Monday, April 15, 2024

confession

Yesterday I talked to d, the guy who always has brunch with Someone Famous on Sundays. I remember the first time I talked to him: It was brunch, about a year ago. Death had come up somehow, and I mentioned death doulas. I had volunteered for Sundance a few months ago, where I’d watched a documentary about one. This I wanted them to know. The death doula was Jewish and a woman, a type the pair seemed to have some experience with. Before d went on about the subject, he raised his eye at me, precautionarily—You’re not Jewish, are you?

d likes to mention how old he is. Someone Famous does not. Someone Famous looks like he listens to Andrew Huberman and has regular chemical peels. d looks like a writer who’s lived in Brattleboro 40 years. I told him about the four months I lived there when I was 19. He told me about the friends he has who pathologically lie and live more or less on the street. His substack subscribers love them. I told him about the walks f and I took at night after probably two bottles of wine, during which we took a stray cat home and once coaxed a guy off his proverbial edge. He was down by the train tracks and his girlfriend had just thrown him out. He was drunk in a can’t-talk-straight, slurring-his-steps kind of way. We talked to him for awhile and f did most of the comforting—I’m not so good at that sort of thing, and I used to be worse. I probably said something like yeah, she seems like the worst. Eventually he agreed to sleep it off in his truck, and we kept walking. 
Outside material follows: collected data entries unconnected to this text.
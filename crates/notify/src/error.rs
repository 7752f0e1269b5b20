//! Error types for the notification system.

use thiserror::Error;

/// Errors that can occur when sending notifications.
#[derive(Debug, Error)]
pub enum ChannelError {
    /// HTTP request failed
    #[error("HTTP request failed: {0}")]
    Http(#[from] reqwest::Error),

    /// Channel is not configured
    #[error("Channel not configured: {0}")]
    NotConfigured(String),

    /// Serialization error
    #[error("Serialization error: {0}")]
    Serialization(#[from] serde_json::Error),

    /// The service answered with a non-success status
    #[error("Rejected with {status}: {body}")]
    Rejected { status: u16, body: String },
}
I told d about my blog and lied about how often I post. Lied, or rounded up. I wrote my email on a piece of receipt paper and gave it to him before he left. Hi, d. Sorry I lied.

Margarine

Fiction drop: https://www.hobartpulp.com/web_features/margarine

Saturday, April 6, 2024

suckers

Five or so weeks ago I left my room in Bushwick. 

For three weeks I drank, worked, and cried a lot.

Two weeks ago I went to New York for a job interview and stayed at Alausi’s place in soho. We all had dinner on the floor and drank beer. I saw an apartment in Chinatown the next morning. The landlady asked me if I was single. I said yes, and she offered me the apartment.

A week ago I worked easter brunch and moved into the Chinatown apartment. Now I live with sometimes up to five other people. Three of us have rooms. My landlady made me lunch while it rained. I’m so happy to be back.

This past week my landlady went to China. Her husband went to North Carolina. I became gravely ill and took the train home. I melted honey in hot water and squeezed lemon into it. I bought a pink nightgown.




These elixirs are healing me, that and advil. 

Today I feel a little better. My throat feels less full of fiber glass. I finished a story.

Tomorrow I will start house sitting again.

The next day we’ll drive up north to see the eclipse.

The day after that I will answer phones at a glass shop.

In a few weeks Ellie will go see the horses race in Kentucky. I want her to wear my hat because it was made for such an occasion. Then I’ll find another subletter. Move somewhere else. I’ll intern, help Ellie move to London, go to Vienna or Portugal. And then what?

I’m such an ends justify the means person that I forget the means are all my life is made of. I always think the future will be better, which is sweet of me. But then I make myself suffer in the meantime because historically it pays off? that’s what the stories told me. Pay your dues. If I accepted my life as is, I think I would be a happier person. Life neutrality. But that’s for suckers.